> [DATA FOR REVIEW]:
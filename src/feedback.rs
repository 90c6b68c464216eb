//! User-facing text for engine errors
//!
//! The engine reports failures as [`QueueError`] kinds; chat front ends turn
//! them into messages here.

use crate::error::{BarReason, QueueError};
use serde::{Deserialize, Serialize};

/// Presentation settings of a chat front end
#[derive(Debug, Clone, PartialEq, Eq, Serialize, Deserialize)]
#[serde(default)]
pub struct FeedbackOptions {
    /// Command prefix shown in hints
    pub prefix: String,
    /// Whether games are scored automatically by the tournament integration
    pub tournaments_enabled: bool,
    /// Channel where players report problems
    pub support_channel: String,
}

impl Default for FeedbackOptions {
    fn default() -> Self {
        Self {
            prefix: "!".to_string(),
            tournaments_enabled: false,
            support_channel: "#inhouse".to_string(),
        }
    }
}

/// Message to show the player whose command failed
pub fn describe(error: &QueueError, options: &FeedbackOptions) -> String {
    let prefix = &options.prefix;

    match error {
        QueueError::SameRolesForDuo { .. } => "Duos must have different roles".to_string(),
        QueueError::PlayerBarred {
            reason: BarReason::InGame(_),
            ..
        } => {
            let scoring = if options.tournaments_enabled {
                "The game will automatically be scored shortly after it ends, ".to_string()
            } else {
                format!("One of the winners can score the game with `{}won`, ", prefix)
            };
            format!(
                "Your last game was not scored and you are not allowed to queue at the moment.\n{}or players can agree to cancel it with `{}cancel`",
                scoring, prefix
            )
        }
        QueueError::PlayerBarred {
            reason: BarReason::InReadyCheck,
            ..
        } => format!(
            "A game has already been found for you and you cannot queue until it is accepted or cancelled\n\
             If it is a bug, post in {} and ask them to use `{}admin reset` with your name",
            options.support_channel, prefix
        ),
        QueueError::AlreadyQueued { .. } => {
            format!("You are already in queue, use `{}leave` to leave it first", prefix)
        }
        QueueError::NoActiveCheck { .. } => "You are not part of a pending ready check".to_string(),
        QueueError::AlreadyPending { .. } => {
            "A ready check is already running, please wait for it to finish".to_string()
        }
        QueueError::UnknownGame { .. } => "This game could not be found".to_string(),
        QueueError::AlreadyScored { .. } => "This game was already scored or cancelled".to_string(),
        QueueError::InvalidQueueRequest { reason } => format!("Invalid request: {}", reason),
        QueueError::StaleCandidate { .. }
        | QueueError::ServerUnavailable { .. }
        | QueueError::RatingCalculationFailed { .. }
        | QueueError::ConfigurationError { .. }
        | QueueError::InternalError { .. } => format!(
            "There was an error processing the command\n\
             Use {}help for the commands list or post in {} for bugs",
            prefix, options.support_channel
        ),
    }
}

==

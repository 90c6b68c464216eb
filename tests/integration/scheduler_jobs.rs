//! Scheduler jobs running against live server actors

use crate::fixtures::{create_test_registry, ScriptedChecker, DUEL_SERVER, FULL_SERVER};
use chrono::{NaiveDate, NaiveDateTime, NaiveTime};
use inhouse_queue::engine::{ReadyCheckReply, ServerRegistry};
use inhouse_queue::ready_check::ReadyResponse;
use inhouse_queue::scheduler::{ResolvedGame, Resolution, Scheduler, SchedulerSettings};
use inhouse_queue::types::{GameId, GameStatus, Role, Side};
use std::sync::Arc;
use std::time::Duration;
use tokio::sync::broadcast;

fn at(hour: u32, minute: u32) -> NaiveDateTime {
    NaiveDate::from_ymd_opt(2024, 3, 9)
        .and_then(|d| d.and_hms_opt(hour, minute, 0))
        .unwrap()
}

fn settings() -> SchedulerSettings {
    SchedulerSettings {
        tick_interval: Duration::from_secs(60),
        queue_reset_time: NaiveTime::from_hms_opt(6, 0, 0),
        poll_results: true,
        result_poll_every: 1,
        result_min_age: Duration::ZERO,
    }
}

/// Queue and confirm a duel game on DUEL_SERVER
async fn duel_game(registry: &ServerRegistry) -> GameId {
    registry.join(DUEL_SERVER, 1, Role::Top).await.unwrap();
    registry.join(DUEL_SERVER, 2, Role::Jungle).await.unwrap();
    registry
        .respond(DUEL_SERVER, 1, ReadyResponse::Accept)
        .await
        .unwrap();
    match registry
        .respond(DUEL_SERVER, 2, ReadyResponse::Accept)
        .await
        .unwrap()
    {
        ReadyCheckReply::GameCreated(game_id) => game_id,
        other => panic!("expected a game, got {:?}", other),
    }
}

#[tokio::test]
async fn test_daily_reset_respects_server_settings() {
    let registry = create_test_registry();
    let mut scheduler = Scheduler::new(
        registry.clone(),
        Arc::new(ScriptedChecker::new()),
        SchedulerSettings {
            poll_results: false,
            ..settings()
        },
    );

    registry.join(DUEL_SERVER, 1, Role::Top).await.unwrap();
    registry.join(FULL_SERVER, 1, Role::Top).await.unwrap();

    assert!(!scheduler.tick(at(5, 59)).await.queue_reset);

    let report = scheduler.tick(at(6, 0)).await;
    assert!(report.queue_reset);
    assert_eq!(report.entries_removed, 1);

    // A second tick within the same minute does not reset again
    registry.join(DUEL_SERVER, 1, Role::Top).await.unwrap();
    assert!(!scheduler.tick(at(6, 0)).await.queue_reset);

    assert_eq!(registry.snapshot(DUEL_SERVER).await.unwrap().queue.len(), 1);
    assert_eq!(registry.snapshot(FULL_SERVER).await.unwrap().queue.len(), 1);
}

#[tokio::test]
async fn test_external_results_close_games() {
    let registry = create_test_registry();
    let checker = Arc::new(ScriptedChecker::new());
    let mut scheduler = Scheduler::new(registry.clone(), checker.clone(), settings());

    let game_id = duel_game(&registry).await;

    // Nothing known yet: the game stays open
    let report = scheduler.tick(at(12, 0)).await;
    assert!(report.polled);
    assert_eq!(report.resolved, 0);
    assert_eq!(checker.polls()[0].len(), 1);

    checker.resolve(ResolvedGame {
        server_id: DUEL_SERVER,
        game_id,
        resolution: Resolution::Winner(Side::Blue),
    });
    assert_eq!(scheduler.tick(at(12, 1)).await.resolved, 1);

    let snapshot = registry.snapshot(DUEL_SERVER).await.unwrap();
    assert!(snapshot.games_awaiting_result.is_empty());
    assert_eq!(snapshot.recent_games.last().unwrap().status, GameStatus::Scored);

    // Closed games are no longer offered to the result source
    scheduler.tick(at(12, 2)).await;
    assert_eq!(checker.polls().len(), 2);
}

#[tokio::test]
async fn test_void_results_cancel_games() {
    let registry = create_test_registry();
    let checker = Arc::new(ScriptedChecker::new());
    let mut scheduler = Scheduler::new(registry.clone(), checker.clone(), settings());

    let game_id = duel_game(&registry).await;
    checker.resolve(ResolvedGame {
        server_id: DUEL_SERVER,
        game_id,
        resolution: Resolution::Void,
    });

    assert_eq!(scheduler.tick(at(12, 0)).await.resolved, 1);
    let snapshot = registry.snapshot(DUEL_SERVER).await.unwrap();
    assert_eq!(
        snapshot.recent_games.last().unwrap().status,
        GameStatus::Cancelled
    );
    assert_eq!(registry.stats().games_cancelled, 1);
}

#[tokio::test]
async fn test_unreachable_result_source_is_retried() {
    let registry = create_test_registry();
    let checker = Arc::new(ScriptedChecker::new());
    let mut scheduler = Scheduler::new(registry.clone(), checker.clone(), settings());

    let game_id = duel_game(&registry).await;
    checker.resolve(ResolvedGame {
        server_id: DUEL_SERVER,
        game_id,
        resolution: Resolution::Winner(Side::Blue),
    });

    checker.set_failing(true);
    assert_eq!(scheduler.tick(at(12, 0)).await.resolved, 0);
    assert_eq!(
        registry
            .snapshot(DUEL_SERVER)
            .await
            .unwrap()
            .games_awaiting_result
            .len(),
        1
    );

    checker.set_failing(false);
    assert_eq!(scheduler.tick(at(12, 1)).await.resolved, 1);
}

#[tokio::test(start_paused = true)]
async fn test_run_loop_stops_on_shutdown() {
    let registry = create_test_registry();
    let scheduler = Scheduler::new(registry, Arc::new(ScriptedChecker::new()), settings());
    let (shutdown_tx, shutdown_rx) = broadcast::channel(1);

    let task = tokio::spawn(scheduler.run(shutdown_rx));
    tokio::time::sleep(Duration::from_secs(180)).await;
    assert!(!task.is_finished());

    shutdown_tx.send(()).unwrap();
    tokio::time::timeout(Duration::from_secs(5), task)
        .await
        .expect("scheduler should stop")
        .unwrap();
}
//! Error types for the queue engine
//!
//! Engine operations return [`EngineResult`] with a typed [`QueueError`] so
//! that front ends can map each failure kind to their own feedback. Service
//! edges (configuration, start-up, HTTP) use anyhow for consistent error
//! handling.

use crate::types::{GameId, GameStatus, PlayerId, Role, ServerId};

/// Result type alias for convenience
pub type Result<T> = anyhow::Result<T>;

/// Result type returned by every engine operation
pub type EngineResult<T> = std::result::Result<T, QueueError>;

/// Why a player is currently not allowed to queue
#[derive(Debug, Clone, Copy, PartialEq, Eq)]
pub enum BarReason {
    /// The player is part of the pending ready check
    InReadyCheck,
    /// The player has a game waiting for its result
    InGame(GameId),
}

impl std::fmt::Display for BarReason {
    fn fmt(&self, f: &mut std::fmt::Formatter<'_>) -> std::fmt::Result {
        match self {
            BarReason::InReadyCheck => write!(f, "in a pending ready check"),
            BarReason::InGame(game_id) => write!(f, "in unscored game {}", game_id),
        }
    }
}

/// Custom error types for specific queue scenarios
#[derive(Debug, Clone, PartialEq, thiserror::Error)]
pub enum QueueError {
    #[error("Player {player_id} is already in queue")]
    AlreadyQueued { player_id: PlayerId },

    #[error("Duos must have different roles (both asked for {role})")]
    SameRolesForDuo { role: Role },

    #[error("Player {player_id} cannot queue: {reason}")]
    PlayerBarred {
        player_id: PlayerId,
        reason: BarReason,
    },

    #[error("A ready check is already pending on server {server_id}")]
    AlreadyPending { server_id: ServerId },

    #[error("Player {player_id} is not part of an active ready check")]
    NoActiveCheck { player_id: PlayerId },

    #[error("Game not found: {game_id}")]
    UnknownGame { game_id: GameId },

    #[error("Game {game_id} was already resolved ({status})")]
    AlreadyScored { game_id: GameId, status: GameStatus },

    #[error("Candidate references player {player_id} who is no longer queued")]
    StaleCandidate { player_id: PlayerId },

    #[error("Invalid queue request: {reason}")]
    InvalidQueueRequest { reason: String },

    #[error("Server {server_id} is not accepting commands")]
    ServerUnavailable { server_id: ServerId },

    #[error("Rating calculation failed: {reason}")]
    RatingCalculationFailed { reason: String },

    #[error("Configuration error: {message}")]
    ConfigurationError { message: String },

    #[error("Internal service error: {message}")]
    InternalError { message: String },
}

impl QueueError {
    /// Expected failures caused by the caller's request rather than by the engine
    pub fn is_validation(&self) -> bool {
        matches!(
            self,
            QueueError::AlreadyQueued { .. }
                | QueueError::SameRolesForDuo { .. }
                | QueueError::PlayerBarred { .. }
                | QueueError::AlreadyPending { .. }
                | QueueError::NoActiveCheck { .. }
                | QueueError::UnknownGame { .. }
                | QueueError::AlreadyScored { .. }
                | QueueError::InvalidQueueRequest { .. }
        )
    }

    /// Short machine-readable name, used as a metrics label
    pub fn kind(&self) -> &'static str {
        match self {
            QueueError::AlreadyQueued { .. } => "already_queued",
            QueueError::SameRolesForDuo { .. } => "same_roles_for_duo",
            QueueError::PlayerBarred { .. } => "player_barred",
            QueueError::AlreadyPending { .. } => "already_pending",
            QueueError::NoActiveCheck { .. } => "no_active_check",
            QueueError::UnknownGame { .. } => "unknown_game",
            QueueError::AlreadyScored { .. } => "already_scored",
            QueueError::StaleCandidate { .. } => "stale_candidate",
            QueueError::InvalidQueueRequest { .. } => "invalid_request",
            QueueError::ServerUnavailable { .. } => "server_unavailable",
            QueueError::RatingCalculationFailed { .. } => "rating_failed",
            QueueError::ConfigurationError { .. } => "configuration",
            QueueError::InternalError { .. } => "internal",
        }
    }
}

...

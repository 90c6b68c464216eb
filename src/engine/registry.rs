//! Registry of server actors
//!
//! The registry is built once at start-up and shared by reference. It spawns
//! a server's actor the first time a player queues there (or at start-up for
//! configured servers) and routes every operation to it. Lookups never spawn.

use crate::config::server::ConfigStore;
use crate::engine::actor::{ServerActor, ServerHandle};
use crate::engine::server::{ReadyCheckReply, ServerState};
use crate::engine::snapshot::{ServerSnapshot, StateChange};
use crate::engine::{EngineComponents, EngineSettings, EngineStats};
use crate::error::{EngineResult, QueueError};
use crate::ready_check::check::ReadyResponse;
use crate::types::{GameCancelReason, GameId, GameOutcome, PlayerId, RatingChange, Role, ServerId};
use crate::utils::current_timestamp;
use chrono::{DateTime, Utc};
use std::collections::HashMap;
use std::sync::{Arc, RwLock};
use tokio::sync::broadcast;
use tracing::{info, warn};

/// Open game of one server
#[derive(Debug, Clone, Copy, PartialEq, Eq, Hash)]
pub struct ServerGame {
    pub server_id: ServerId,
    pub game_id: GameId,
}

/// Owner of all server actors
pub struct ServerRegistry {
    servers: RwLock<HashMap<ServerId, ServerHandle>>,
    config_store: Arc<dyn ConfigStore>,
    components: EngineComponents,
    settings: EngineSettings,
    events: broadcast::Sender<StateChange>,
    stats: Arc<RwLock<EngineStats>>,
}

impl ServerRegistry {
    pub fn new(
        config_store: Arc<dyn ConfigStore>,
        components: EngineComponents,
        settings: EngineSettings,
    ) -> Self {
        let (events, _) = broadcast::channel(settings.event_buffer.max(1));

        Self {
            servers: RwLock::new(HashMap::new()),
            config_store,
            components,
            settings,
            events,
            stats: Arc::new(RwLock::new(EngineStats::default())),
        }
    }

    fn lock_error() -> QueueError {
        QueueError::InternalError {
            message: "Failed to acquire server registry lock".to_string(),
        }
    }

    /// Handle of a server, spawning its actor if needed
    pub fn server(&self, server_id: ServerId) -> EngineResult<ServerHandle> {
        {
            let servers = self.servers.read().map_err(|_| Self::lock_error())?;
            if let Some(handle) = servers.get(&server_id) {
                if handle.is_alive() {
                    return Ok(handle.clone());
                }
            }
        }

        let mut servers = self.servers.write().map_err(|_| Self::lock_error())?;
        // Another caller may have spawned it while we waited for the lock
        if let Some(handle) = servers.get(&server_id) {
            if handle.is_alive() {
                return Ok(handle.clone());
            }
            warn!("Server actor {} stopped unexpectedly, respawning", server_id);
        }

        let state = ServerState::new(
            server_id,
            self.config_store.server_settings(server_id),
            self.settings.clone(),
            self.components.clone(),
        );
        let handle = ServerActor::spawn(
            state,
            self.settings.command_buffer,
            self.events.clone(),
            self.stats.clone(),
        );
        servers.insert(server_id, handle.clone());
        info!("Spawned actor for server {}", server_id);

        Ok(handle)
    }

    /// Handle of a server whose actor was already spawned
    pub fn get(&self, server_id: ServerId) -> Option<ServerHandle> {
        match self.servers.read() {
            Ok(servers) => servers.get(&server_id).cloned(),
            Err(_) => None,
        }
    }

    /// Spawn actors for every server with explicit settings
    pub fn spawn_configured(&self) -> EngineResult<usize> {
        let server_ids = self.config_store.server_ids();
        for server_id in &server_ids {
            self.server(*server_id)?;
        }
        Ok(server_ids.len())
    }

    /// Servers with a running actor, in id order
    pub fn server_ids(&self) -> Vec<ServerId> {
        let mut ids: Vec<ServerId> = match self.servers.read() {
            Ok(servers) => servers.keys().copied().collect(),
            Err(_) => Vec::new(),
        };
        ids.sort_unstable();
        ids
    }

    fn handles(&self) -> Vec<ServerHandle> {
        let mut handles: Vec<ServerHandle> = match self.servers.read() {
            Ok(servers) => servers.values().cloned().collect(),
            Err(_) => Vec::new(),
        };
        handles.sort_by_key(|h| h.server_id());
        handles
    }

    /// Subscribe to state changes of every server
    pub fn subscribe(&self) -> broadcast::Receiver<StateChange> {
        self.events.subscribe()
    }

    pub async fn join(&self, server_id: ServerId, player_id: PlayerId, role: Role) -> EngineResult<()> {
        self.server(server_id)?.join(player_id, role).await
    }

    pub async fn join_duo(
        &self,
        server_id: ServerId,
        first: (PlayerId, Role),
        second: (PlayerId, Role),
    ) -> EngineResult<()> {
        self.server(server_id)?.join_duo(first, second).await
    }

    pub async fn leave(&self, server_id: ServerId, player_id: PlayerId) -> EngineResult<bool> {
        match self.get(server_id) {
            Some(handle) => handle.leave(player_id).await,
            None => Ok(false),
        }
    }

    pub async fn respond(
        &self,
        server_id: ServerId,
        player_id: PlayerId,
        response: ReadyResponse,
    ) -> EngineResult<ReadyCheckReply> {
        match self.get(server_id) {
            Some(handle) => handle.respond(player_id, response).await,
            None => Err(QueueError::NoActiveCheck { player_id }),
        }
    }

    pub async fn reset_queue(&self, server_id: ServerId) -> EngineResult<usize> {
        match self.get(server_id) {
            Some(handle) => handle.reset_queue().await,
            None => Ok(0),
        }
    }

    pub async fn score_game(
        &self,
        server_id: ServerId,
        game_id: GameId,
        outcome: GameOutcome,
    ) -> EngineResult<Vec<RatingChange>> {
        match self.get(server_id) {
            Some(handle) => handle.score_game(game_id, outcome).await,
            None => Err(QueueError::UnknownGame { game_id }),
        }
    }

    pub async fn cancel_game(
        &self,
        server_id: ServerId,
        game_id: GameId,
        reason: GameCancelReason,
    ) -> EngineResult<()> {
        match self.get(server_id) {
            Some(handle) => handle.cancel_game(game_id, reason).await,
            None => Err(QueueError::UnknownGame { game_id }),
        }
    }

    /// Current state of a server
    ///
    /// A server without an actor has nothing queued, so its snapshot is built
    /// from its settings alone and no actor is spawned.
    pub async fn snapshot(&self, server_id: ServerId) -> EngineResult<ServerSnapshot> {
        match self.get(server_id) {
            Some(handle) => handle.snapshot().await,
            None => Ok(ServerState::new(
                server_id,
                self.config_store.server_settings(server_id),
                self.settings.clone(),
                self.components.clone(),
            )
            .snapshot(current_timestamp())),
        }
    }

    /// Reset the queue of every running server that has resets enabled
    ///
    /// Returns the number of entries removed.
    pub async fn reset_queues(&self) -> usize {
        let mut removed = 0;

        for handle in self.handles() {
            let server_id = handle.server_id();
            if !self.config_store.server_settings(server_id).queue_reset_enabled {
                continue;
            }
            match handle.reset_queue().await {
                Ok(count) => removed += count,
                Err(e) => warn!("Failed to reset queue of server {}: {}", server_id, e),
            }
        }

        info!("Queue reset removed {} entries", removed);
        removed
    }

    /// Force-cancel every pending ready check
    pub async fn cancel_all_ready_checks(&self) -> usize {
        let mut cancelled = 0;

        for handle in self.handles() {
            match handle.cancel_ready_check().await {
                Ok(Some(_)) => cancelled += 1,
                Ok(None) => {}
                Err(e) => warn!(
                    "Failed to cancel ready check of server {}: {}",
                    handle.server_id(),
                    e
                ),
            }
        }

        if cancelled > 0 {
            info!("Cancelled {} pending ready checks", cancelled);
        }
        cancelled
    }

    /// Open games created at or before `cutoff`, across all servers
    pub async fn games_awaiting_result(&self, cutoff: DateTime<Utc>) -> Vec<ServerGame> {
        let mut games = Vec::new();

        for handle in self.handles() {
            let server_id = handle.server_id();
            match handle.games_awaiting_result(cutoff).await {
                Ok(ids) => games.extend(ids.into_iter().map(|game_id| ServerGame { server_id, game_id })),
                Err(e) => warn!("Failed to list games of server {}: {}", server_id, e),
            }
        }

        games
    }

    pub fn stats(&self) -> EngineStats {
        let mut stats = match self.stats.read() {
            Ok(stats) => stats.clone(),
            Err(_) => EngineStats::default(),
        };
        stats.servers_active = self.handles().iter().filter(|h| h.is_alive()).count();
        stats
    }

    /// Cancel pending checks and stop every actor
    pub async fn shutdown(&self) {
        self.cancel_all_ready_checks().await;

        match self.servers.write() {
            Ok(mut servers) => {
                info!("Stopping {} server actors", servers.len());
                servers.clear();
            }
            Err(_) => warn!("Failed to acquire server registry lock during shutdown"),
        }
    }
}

> [TASK PROMPT]:
Search the listing above for the lines with "filename src/feedback.rs" and "players report problems", then output those lines and all lines between them exactly.

> [ANSWER BELOW]:
filename src/feedback.rs
repository 90c6b68c464216eb
//! User-facing text for engine errors
//!
//! The engine reports failures as [`QueueError`] kinds; chat front ends turn
//! them into messages here.

use crate::error::{BarReason, QueueError};
use serde::{Deserialize, Serialize};

/// Presentation settings of a chat front end
#[derive(Debug, Clone, PartialEq, Eq, Serialize, Deserialize)]
#[serde(default)]
pub struct FeedbackOptions {
    /// Command prefix shown in hints
    pub prefix: String,
    /// Whether games are scored automatically by the tournament integration
    pub tournaments_enabled: bool,
    /// Channel where players report problems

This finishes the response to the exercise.